The company has a sordid past, as the perpetrator of the massive bribery and racketeering scheme involving the Republican-controlled state legislature and state utility regulators. It was designed to bail out the Davis Besse and Perry nukes, which had been failure to win awards in the PJM capacity market.

The unravelling of the scheme and its details led to the ouster and jailing of the Ohio House speaker, firings at the company, the repeal of the subsidies and disgorgement of some $26 million in illegal gains, a $230 million plea bargain with the U.S. Department of Justice in 2021, and federal criminal charges against the former head of the state utility regulatory commission. In early 2022, a Federal Energy Regulatory Commission audit found that the company had cooked its books to hide the bribery scheme, resulting in a refund to its Ohio customers of at least $9.5 million.

As FirstEnergy CEO Tierney was back tracking on coal, a Summit County court charged former CEO Chuck Jones and Michael Dowling, former senior executive for external affairs, for their roles in the criminal enterprise, along with state charges against Sam Randazzo, former head of the Public Utilities Commission of Ohio, already under federal indictment. All three entered not guilty pleas.

According to the indictment, “Jones and Dowling actively worked to spend FirstEnergy money to improperly influence Randazzo to exercise the authority of PUCO chairman to advance FirstEnergy’s regulatory and policy agendas.”

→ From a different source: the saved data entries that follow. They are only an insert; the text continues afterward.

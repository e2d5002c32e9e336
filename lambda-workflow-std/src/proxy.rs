//! # API Gateway Proxy Workflow
//!
//! Routes proxy requests by method and path, runs the matched handler
//! through the [`Pipeline`] and adapts its outcome into a [`ProxyResponse`].
//!
//! ```rust,ignore
//! let workflow = ProxyWorkflow::builder()
//!     .add_pre_action(LoggingAction::new())
//!     .add_get_handler("/car/{id}", get_car)
//!     .with_pre_action(require_token)
//!     .add_post_handler("/car", create_car)
//!     .build()?;
//!
//! let response = workflow.handle(request)?;
//! ```

use crate::{
    builder::WorkflowBuilder,
    pipeline::Pipeline,
    registry::HandlerEntry,
    response::{into_proxy_response, not_found},
    routing::{RouteKey, RouteTable, RouteTableBuilder, Router, RouterBuilder},
};
use lambda_workflow_core::{
    Action, Bootstrap, ErrorKind, Handler, ProxyRequest, ProxyResponse, RouterBuildError,
    WorkflowError, boxed_action, boxed_handler,
};
use std::{any::Any, fmt, sync::Arc};

type ProxyEntry = HandlerEntry<ProxyRequest>;

/// A built proxy workflow.
///
/// Immutable and cheap to clone; clones share the route table.
#[derive(Clone)]
pub struct ProxyWorkflow {
    pipeline: Pipeline,
    routes: Arc<RouteTable<ProxyEntry>>,
}

impl ProxyWorkflow {
    /// Start building a proxy workflow.
    pub fn builder() -> ProxyWorkflowBuilder {
        ProxyWorkflowBuilder::default()
    }

    /// Handle one proxy request.
    ///
    /// A request matching no route yields `404` with an empty body, without
    /// building a context or running any action.
    pub fn handle(&self, event: ProxyRequest) -> Result<ProxyResponse, WorkflowError> {
        self.dispatch(event, None::<()>)
    }

    /// Handle one proxy request, attaching the platform context
    /// (deadline, request id, ...) to the invocation context.
    pub fn handle_with<P>(
        &self,
        platform: P,
        event: ProxyRequest,
    ) -> Result<ProxyResponse, WorkflowError>
    where
        P: Any + Send + Sync,
    {
        self.dispatch(event, Some(platform))
    }

    /// Handle a JSON encoded proxy request, returning the JSON encoded response.
    pub fn handle_payload(&self, payload: &[u8]) -> Result<Vec<u8>, WorkflowError> {
        let event: ProxyRequest = serde_json::from_slice(payload)
            .map_err(|e| WorkflowError::from_source(ErrorKind::Decode, e))?;
        let response = self.handle(event)?;
        serde_json::to_vec(&response).map_err(|e| WorkflowError::from_source(ErrorKind::Encode, e))
    }

    /// Number of registered routes.
    pub fn route_count(&self) -> usize {
        self.routes.len()
    }

    fn dispatch<P>(
        &self,
        event: ProxyRequest,
        platform: Option<P>,
    ) -> Result<ProxyResponse, WorkflowError>
    where
        P: Any + Send + Sync,
    {
        let key = RouteKey::new(&event.http_method, event.path.as_str());
        let Some(entry) = self.routes.route(&key).matched() else {
            #[cfg(feature = "tracing")]
            tracing::debug!(route = %key, "no route matched");
            return Ok(not_found());
        };

        #[cfg(feature = "tracing")]
        tracing::debug!(route = %key, "route matched");

        let ctx = self.pipeline.invoke(event, platform, entry)?;
        into_proxy_response(ctx.status_code(), ctx.into_outcome())
    }
}

impl fmt::Debug for ProxyWorkflow {
    fn fmt(&self, f: &mut fmt::Formatter<'_>) -> fmt::Result {
        f.debug_struct("ProxyWorkflow")
            .field("pipeline", &self.pipeline)
            .field("routes", &self.routes.len())
            .finish()
    }
}

/// Builder for [`ProxyWorkflow`].
///
/// Routes are validated by [`build`](Self::build): a malformed pattern or a
/// route registered twice fails the build unless
/// [`allow_duplicates`](Self::allow_duplicates) is set, in which case the
/// last registration wins.
#[derive(Default)]
pub struct ProxyWorkflowBuilder {
    base: WorkflowBuilder,
    routes: Vec<(RouteKey, ProxyEntry)>,
    allow_duplicates: bool,
}

impl ProxyWorkflowBuilder {
    /// Register `handler` for `method` and `path`.
    ///
    /// `path` is either a literal path or a pattern with `{name}`
    /// placeholders. Returns a builder for attaching route actions.
    pub fn add_handler<H, Args>(mut self, method: &str, path: &str, handler: H) -> RouteBuilder
    where
        H: Handler<ProxyRequest, Args>,
        Args: 'static,
    {
        let key = RouteKey::new(method, path);
        #[cfg(feature = "tracing")]
        tracing::trace!(route = %key, "registering handler");
        self.routes.push((key, HandlerEntry::new(boxed_handler(handler))));
        RouteBuilder { builder: self }
    }

    /// Register a `GET` handler.
    pub fn add_get_handler<H, Args>(self, path: &str, handler: H) -> RouteBuilder
    where
        H: Handler<ProxyRequest, Args>,
        Args: 'static,
    {
        self.add_handler("GET", path, handler)
    }

    /// Register a `POST` handler.
    pub fn add_post_handler<H, Args>(self, path: &str, handler: H) -> RouteBuilder
    where
        H: Handler<ProxyRequest, Args>,
        Args: 'static,
    {
        self.add_handler("POST", path, handler)
    }

    /// Register a `PUT` handler.
    pub fn add_put_handler<H, Args>(self, path: &str, handler: H) -> RouteBuilder
    where
        H: Handler<ProxyRequest, Args>,
        Args: 'static,
    {
        self.add_handler("PUT", path, handler)
    }

    /// Register a `DELETE` handler.
    pub fn add_delete_handler<H, Args>(self, path: &str, handler: H) -> RouteBuilder
    where
        H: Handler<ProxyRequest, Args>,
        Args: 'static,
    {
        self.add_handler("DELETE", path, handler)
    }

    /// Append a global action run before every handler.
    pub fn add_pre_action<A: Action>(mut self, action: A) -> Self {
        self.base = self.base.add_pre_action(action);
        self
    }

    /// Append a global action run after every handler.
    pub fn add_post_action<A: Action>(mut self, action: A) -> Self {
        self.base = self.base.add_post_action(action);
        self
    }

    /// Set the factory building the per-invocation injector.
    pub fn set_bootstrap(mut self, bootstrap: Bootstrap) -> Self {
        self.base = self.base.set_bootstrap(bootstrap);
        self
    }

    /// Let a later registration of the same route replace the earlier one.
    pub fn allow_duplicates(mut self) -> Self {
        self.allow_duplicates = true;
        self
    }

    /// Validate the routes and freeze the workflow.
    pub fn build(self) -> Result<ProxyWorkflow, RouterBuildError> {
        let mut table = RouteTableBuilder::default();
        if self.allow_duplicates {
            table = table.allow_duplicates();
        }
        for (key, entry) in self.routes {
            table.insert(key, entry)?;
        }
        let routes = table.build()?;

        #[cfg(feature = "tracing")]
        tracing::debug!(routes = routes.len(), "proxy workflow built");

        Ok(ProxyWorkflow {
            pipeline: self.base.into_pipeline(),
            routes: Arc::new(routes),
        })
    }
}

impl fmt::Debug for ProxyWorkflowBuilder {
    fn fmt(&self, f: &mut fmt::Formatter<'_>) -> fmt::Result {
        f.debug_struct("ProxyWorkflowBuilder")
            .field("base", &self.base)
            .field("routes", &self.routes.len())
            .field("allow_duplicates", &self.allow_duplicates)
            .finish()
    }
}

/// Builder scoped to the route registered last.
///
/// Attaches route actions and forwards everything else to the
/// [`ProxyWorkflowBuilder`], so registration reads as one chain.
pub struct RouteBuilder {
    builder: ProxyWorkflowBuilder,
}

impl RouteBuilder {
    fn entry(&mut self) -> Option<&mut ProxyEntry> {
        self.builder.routes.last_mut().map(|(_, entry)| entry)
    }

    /// Append an action run before this route's handler.
    pub fn with_pre_action<A: Action>(mut self, action: A) -> Self {
        if let Some(entry) = self.entry() {
            entry.push_pre_action(boxed_action(action));
        }
        self
    }

    /// Append an action run after this route's handler.
    pub fn with_post_action<A: Action>(mut self, action: A) -> Self {
        if let Some(entry) = self.entry() {
            entry.push_post_action(boxed_action(action));
        }
        self
    }

    /// Return to the workflow builder.
    pub fn done(self) -> ProxyWorkflowBuilder {
        self.builder
    }

    /// See [`ProxyWorkflowBuilder::add_handler`].
    pub fn add_handler<H, Args>(self, method: &str, path: &str, handler: H) -> RouteBuilder
    where
        H: Handler<ProxyRequest, Args>,
        Args: 'static,
    {
        self.builder.add_handler(method, path, handler)
    }

    /// See [`ProxyWorkflowBuilder::add_get_handler`].
    pub fn add_get_handler<H, Args>(self, path: &str, handler: H) -> RouteBuilder
    where
        H: Handler<ProxyRequest, Args>,
        Args: 'static,
    {
        self.builder.add_get_handler(path, handler)
    }

    /// See [`ProxyWorkflowBuilder::add_post_handler`].
    pub fn add_post_handler<H, Args>(self, path: &str, handler: H) -> RouteBuilder
    where
        H: Handler<ProxyRequest, Args>,
        Args: 'static,
    {
        self.builder.add_post_handler(path, handler)
    }

    /// See [`ProxyWorkflowBuilder::add_put_handler`].
    pub fn add_put_handler<H, Args>(self, path: &str, handler: H) -> RouteBuilder
    where
        H: Handler<ProxyRequest, Args>,
        Args: 'static,
    {
        self.builder.add_put_handler(path, handler)
    }

    /// See [`ProxyWorkflowBuilder::add_delete_handler`].
    pub fn add_delete_handler<H, Args>(self, path: &str, handler: H) -> RouteBuilder
    where
        H: Handler<ProxyRequest, Args>,
        Args: 'static,
    {
        self.builder.add_delete_handler(path, handler)
    }

    /// See [`ProxyWorkflowBuilder::add_pre_action`].
    pub fn add_pre_action<A: Action>(self, action: A) -> ProxyWorkflowBuilder {
        self.builder.add_pre_action(action)
    }

    /// See [`ProxyWorkflowBuilder::add_post_action`].
    pub fn add_post_action<A: Action>(self, action: A) -> ProxyWorkflowBuilder {
        self.builder.add_post_action(action)
    }

    /// See [`ProxyWorkflowBuilder::set_bootstrap`].
    pub fn set_bootstrap(self, bootstrap: Bootstrap) -> ProxyWorkflowBuilder {
        self.builder.set_bootstrap(bootstrap)
    }

    /// See [`ProxyWorkflowBuilder::allow_duplicates`].
    pub fn allow_duplicates(self) -> ProxyWorkflowBuilder {
        self.builder.allow_duplicates()
    }

    /// See [`ProxyWorkflowBuilder::build`].
    pub fn build(self) -> Result<ProxyWorkflow, RouterBuildError> {
        self.builder.build()
    }
}

impl From<RouteBuilder> for ProxyWorkflowBuilder {
    fn from(route: RouteBuilder) -> Self {
        route.builder
    }
}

Republican Ohio attorney general Dave Yost said, “FirstEnergy executives Chuck Jones and Michael Dowling, for the first time, will be held to answer for their corrupt acts. There can be no justice without holding the check writers and the masterminds accountable. In May 2019 as he was secretly running his public corruption racket, Chuck Jones told a shareholder meeting, ‘I’ve been with FirstEnergy for more than 40 years, and I’m certain that 2018 was one of the most pivotal and productive in our company’s history.’ He was correct, but not for the reasons his audience assumed.”